TRY IT
Your job is to write out each record exactly, leaving none out.

————————

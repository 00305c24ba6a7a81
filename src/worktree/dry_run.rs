use std::collections::BTreeMap;
use std::path::{Path, PathBuf};

use super::{WorkTree, WorkTreeError};

/// Read-through overlay that keeps every mutation in memory.
///
/// The inner tree is only ever read, so a patch can be checked against a
/// real directory without changing it.
pub struct DryRun<W: WorkTree> {
    inner: W,
    /// `None` marks a path deleted in the overlay
    overlay: BTreeMap<PathBuf, Option<Vec<u8>>>,
}

impl<W: WorkTree> DryRun<W> {
    pub fn new(inner: W) -> Self {
        Self {
            inner,
            overlay: BTreeMap::new(),
        }
    }

    /// Paths changed in the overlay; `None` contents mean deleted.
    pub fn changes(&self) -> impl Iterator<Item = (&Path, Option<&[u8]>)> {
        self.overlay
            .iter()
            .map(|(path, contents)| (path.as_path(), contents.as_deref()))
    }

    pub fn into_inner(self) -> W {
        self.inner
    }
}

impl<W: WorkTree> WorkTree for DryRun<W> {
    fn exists(&self, path: &Path) -> bool {
        match self.overlay.get(path) {
            Some(contents) => contents.is_some(),
            None => self.inner.exists(path),
        }
    }

    fn read_bytes(&self, path: &Path) -> Result<Vec<u8>, WorkTreeError> {
        match self.overlay.get(path) {
            Some(Some(contents)) => Ok(contents.clone()),
            Some(None) => Err(WorkTreeError::NotFound(path.to_path_buf())),
            None => self.inner.read_bytes(path),
        }
    }

    fn write_bytes(&mut self, path: &Path, bytes: &[u8]) -> Result<(), WorkTreeError> {
        self.overlay.insert(path.to_path_buf(), Some(bytes.to_vec()));
        Ok(())
    }

    fn create_empty(&mut self, path: &Path) -> Result<(), WorkTreeError> {
        if self.exists(path) {
            return Err(WorkTreeError::AlreadyExists(path.to_path_buf()));
        }
        self.overlay.insert(path.to_path_buf(), Some(Vec::new()));
        Ok(())
    }

    fn delete(&mut self, path: &Path) -> Result<(), WorkTreeError> {
        if !self.exists(path) {
            return Err(WorkTreeError::NotFound(path.to_path_buf()));
        }
        self.overlay.insert(path.to_path_buf(), None);
        Ok(())
    }

    fn rename(&mut self, from: &Path, to: &Path) -> Result<(), WorkTreeError> {
        if self.exists(to) {
            return Err(WorkTreeError::AlreadyExists(to.to_path_buf()));
        }
        let contents = self.read_bytes(from)?;
        self.overlay.insert(to.to_path_buf(), Some(contents));
        self.overlay.insert(from.to_path_buf(), None);
        Ok(())
    }
}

————————

EXERCISE OUTPUT
repository 00305c24ba6a7a81
filename src/worktree/dry_run.rs
use std::collections::BTreeMap;
use std::path::{Path, PathBuf};

use super::{WorkTree, WorkTreeError};

/// Read-through overlay that keeps every mutation in memory.
///
/// The inner tree is only ever read, so a patch can be checked against a
/// real directory without changing it.
pub struct DryRun<W: WorkTree> {
    inner: W,
    /// `None` marks a path deleted in the overlay
    overlay: BTreeMap<PathBuf, Option<Vec<u8>>>,
}

impl<W: WorkTree> DryRun<W> {
    pub fn new(inner: W) -> Self {
        Self {
            inner,
            overlay: BTreeMap::new(),
        }
    }

    /// Paths changed in the overlay; `None` contents mean deleted.
    pub fn changes(&self) -> impl Iterator<Item = (&Path, Option<&[u8]>)> {
        self.overlay
            .iter()
            .map(|(path, contents)| (path.as_path(), contents.as_deref()))
    }

    pub fn into_inner(self) -> W {
        self.inner
    }
}

impl<W: WorkTree> WorkTree for DryRun<W> {
    fn exists(&self, path: &Path) -> bool {
        match self.overlay.get(path) {
            Some(contents) => contents.is_some(),
            None => self.inner.exists(path),
        }
    }

    fn read_bytes(&self, path: &Path) -> Result<Vec<u8>, WorkTreeError> {
        match self.overlay.get(path) {
            Some(Some(contents)) => Ok(contents.clone()),
            Some(None) => Err(WorkTreeError::NotFound(path.to_path_buf())),
            None => self.inner.read_bytes(path),
        }
    }

    fn write_bytes(&mut self, path: &Path, bytes: &[u8]) -> Result<(), WorkTreeError> {
        self.overlay.insert(path.to_path_buf(), Some(bytes.to_vec()));
        Ok(())
    }

    fn create_empty(&mut self, path: &Path) -> Result<(), WorkTreeError> {
        if self.exists(path) {
            return Err(WorkTreeError::AlreadyExists(path.to_path_buf()));
        }
        self.overlay.insert(path.to_path_buf(), Some(Vec::new()));
        Ok(())
    }

    fn delete(&mut self, path: &Path) -> Result<(), WorkTreeError> {
        if !self.exists(path) {
            return Err(WorkTreeError::NotFound(path.to_path_buf()));
        }
        self.overlay.insert(path.to_path_buf(), None);
        Ok(())
    }

    fn rename(&mut self, from: &Path, to: &Path) -> Result<(), WorkTreeError> {
        if self.exists(to) {
            return Err(WorkTreeError::AlreadyExists(to.to_path_buf()));
        }
        let contents = self.read_bytes(from)?;
        self.overlay.insert(to.to_path_buf(), Some(contents));
        self.overlay.insert(from.to_path_buf(), None);
        Ok(())
    }
}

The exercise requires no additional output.